> Input:
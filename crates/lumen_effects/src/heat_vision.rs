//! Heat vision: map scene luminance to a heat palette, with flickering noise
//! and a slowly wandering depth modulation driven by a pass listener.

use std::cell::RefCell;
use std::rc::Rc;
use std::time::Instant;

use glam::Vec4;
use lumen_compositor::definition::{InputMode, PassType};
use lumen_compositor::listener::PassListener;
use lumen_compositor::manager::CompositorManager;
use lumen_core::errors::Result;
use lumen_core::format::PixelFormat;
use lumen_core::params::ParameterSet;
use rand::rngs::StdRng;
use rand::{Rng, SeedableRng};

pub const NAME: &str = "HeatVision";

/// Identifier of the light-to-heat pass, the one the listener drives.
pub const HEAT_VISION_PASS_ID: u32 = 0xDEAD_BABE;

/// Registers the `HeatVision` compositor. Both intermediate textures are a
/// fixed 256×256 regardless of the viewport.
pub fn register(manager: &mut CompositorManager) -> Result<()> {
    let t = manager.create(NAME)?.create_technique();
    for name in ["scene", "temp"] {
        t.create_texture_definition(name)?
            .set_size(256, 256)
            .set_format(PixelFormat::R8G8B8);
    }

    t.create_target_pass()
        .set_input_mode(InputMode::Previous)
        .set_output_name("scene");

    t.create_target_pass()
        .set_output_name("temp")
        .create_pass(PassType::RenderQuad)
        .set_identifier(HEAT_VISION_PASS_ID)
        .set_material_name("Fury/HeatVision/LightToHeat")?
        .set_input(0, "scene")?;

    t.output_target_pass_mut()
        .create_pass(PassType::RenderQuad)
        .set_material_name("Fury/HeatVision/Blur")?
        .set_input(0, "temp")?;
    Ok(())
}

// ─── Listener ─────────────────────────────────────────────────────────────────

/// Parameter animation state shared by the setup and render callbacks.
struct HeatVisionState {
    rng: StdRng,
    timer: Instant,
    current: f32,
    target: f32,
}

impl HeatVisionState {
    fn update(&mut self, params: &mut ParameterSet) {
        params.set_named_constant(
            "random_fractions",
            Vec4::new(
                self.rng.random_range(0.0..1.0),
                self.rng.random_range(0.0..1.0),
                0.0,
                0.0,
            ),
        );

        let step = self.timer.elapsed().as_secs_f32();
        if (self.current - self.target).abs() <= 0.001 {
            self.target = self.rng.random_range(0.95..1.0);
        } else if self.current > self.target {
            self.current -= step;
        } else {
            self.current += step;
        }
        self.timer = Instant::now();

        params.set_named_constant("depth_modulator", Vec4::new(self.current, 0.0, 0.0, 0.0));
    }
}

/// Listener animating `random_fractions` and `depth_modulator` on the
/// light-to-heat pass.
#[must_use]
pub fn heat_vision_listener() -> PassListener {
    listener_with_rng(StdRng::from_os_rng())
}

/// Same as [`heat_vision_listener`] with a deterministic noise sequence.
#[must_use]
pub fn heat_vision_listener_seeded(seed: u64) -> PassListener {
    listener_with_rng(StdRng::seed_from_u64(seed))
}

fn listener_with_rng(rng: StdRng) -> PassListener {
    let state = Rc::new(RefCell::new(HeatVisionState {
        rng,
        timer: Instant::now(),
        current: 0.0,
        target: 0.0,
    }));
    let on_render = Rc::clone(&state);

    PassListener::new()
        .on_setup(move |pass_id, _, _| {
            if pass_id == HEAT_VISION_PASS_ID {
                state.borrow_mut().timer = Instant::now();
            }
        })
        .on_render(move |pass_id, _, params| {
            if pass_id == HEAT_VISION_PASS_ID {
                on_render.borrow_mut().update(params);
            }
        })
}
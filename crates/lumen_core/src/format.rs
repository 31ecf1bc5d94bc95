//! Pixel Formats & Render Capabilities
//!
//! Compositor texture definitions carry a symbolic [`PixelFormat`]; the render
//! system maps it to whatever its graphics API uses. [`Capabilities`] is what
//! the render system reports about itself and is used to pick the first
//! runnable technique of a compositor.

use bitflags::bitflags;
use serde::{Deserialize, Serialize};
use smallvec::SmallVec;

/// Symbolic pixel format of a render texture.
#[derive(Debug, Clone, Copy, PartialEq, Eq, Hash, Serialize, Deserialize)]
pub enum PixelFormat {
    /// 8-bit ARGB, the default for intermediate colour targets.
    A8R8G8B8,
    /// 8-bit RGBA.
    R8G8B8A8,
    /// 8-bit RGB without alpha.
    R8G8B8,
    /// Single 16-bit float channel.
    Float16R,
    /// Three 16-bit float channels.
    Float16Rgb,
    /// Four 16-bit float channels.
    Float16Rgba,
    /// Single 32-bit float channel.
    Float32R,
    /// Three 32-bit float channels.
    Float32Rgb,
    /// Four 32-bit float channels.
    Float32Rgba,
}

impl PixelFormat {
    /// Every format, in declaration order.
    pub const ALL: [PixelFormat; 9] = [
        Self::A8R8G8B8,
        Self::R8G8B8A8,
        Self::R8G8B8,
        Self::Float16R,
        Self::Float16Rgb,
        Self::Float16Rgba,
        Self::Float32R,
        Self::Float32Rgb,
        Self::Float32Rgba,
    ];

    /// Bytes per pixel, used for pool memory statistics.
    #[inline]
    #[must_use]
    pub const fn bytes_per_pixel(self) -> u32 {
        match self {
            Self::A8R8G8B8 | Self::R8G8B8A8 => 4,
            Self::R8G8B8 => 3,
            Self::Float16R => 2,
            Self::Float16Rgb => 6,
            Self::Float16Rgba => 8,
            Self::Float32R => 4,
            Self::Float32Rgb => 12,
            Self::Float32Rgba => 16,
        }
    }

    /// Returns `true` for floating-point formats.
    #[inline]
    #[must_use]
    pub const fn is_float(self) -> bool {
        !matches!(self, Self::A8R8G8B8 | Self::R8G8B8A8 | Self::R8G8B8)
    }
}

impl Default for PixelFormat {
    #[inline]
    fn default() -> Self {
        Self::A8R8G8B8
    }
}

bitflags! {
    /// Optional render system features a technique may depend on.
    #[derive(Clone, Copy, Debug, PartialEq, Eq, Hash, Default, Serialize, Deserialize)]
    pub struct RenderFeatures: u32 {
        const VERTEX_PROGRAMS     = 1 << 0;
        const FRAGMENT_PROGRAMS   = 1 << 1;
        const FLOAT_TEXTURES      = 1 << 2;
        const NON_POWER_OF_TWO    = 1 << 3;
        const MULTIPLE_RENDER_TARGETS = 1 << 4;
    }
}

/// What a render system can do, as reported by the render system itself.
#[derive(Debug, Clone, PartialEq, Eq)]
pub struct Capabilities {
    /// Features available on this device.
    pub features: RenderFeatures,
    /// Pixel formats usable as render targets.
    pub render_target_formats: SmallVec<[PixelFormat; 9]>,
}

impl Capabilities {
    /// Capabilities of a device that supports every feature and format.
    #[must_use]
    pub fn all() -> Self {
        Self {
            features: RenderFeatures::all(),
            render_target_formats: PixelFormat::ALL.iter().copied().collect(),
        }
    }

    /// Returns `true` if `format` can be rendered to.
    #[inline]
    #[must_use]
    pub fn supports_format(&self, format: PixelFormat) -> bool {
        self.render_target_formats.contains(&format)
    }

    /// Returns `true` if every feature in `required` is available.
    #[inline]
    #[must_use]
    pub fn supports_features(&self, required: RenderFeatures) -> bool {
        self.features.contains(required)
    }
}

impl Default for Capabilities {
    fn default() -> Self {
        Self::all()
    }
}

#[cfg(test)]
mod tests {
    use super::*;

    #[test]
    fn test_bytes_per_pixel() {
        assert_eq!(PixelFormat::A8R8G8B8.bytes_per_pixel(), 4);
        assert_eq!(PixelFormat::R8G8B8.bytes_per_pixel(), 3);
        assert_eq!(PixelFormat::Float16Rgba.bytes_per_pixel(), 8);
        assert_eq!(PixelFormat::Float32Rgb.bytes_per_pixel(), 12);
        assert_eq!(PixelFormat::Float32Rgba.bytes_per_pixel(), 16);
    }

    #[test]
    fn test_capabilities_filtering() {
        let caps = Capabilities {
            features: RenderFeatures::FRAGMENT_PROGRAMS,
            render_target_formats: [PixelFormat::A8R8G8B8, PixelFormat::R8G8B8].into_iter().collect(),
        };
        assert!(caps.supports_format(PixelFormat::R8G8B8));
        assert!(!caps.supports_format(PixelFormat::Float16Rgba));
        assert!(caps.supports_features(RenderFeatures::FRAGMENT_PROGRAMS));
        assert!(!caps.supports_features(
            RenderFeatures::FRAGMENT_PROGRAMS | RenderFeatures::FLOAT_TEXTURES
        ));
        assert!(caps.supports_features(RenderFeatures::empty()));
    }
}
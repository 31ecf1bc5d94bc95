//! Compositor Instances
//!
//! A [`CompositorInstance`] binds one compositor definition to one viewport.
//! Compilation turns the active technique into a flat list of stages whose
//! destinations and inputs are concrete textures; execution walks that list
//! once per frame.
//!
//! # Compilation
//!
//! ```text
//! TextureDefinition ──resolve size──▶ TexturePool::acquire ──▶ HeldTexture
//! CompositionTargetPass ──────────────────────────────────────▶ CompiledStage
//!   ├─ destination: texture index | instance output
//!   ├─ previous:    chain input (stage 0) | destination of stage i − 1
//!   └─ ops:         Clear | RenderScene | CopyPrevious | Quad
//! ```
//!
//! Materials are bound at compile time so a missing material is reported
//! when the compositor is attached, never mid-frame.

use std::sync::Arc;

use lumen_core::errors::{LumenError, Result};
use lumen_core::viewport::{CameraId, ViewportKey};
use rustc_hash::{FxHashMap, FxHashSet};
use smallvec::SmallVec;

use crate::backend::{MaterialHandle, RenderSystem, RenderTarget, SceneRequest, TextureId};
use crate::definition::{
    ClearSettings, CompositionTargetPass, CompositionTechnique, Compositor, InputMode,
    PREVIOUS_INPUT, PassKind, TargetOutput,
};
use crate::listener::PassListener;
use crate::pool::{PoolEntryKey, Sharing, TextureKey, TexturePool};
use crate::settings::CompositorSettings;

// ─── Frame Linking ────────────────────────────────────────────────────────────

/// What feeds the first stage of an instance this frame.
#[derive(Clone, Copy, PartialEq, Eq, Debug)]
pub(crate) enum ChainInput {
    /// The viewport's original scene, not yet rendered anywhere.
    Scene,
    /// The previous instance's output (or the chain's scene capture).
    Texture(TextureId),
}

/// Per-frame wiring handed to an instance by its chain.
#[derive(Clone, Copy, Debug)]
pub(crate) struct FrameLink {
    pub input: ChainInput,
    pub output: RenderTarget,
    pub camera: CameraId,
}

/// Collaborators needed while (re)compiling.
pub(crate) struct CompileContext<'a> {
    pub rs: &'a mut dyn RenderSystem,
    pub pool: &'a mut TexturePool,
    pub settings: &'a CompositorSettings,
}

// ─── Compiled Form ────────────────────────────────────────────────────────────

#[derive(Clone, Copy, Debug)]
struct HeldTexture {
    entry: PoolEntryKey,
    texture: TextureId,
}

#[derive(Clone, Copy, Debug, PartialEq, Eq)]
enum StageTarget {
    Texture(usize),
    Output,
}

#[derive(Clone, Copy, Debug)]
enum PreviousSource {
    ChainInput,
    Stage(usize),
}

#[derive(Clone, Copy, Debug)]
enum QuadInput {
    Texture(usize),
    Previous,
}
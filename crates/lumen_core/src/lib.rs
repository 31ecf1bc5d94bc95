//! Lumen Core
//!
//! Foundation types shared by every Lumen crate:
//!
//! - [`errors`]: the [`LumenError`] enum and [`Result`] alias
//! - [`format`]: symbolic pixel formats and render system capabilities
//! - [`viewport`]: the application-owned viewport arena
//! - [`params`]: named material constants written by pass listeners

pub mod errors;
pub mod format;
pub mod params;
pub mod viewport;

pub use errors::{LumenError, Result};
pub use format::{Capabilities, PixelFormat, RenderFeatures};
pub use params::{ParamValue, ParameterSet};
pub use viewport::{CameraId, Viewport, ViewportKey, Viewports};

* * *

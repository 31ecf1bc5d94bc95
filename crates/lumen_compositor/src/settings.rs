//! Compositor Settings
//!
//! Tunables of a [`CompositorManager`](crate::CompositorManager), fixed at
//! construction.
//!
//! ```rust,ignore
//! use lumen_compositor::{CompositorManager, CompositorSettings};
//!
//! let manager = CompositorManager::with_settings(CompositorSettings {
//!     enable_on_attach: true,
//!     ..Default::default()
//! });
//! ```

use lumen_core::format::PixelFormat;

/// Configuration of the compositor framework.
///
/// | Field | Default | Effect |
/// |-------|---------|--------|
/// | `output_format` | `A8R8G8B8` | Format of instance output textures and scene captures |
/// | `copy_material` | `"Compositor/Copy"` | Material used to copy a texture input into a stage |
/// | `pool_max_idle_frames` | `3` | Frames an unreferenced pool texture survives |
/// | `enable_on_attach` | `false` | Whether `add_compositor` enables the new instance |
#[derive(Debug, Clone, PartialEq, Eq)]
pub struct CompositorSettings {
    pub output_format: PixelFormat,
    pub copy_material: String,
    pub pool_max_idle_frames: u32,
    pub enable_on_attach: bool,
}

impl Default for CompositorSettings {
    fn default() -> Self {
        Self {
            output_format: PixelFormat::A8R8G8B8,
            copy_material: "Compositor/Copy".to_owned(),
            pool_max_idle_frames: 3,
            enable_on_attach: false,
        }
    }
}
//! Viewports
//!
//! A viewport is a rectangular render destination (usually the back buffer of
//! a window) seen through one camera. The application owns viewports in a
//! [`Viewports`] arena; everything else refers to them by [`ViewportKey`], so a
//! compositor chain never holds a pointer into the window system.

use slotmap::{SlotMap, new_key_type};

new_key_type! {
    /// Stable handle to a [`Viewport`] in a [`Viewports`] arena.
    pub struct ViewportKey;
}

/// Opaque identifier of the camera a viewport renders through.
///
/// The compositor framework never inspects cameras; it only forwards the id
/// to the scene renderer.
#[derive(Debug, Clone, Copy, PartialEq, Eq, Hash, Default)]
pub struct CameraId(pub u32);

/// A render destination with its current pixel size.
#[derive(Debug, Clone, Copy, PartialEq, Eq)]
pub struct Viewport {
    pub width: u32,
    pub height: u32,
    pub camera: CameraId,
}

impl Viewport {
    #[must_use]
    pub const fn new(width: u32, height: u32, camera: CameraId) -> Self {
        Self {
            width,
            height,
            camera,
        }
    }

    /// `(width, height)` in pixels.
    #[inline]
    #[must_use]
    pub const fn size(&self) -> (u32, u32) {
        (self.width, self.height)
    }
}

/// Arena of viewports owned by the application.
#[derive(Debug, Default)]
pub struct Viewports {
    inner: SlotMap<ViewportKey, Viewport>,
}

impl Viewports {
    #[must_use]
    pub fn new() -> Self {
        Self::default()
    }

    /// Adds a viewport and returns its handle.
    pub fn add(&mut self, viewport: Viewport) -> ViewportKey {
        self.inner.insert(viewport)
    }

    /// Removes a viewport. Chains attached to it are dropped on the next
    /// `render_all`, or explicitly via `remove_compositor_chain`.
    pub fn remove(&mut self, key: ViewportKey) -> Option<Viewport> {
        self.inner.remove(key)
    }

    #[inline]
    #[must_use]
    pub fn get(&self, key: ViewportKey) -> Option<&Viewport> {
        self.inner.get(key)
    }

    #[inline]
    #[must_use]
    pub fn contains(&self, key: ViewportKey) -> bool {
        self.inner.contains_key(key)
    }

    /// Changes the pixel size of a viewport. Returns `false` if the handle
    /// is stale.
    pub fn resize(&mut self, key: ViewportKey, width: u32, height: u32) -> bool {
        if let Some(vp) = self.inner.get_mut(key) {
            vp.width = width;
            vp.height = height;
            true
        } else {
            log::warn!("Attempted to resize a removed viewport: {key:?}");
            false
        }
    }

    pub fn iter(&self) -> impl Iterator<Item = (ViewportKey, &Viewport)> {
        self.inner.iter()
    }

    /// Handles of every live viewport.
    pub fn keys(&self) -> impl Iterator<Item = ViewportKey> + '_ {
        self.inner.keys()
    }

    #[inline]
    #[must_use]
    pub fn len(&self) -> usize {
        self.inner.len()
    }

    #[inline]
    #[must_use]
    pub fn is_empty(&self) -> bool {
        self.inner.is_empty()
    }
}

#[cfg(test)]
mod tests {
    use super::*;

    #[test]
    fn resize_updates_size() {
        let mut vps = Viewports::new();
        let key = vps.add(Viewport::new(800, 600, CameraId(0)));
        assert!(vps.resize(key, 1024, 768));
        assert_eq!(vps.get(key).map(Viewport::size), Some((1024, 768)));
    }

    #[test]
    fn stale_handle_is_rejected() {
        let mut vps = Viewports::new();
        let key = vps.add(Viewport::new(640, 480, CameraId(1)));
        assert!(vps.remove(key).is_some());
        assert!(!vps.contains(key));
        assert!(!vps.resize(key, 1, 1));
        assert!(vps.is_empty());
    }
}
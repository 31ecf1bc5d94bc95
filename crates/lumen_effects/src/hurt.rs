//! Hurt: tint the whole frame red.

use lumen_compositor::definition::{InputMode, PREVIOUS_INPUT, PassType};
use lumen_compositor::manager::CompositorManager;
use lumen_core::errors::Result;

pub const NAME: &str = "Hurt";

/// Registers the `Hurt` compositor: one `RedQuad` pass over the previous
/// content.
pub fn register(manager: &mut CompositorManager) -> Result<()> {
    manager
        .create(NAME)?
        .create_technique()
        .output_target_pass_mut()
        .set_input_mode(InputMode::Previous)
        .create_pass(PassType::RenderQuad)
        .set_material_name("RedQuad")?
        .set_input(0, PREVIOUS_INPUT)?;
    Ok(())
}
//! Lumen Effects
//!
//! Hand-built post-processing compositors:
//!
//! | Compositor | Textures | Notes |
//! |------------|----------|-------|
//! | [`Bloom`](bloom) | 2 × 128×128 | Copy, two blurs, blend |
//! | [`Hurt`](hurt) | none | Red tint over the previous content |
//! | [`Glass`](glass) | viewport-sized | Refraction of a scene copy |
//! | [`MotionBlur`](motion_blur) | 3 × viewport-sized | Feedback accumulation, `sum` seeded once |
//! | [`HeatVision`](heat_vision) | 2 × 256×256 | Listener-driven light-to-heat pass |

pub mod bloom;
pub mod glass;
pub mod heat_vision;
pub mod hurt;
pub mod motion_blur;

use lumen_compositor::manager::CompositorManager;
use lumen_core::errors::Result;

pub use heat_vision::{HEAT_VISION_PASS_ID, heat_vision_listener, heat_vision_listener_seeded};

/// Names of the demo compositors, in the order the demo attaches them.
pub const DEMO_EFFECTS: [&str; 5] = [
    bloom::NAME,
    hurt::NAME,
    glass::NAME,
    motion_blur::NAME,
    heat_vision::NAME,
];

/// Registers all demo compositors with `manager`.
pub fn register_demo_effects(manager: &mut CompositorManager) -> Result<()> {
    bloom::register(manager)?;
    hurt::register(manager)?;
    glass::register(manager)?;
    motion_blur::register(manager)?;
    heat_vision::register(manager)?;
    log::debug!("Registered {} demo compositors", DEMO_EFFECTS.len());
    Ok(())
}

> Your objective: Copy out only the lines above from the one with "Stable handle to" to the one with "current pixel size.", inclusive, exactly as they stand.

> Solved problem:
    /// Stable handle to a [`Viewport`] in a [`Viewports`] arena.
    pub struct ViewportKey;
}

/// Opaque identifier of the camera a viewport renders through.
///
/// The compositor framework never inspects cameras; it only forwards the id
/// to the scene renderer.
#[derive(Debug, Clone, Copy, PartialEq, Eq, Hash, Default)]
pub struct CameraId(pub u32);

/// A render destination with its current pixel size.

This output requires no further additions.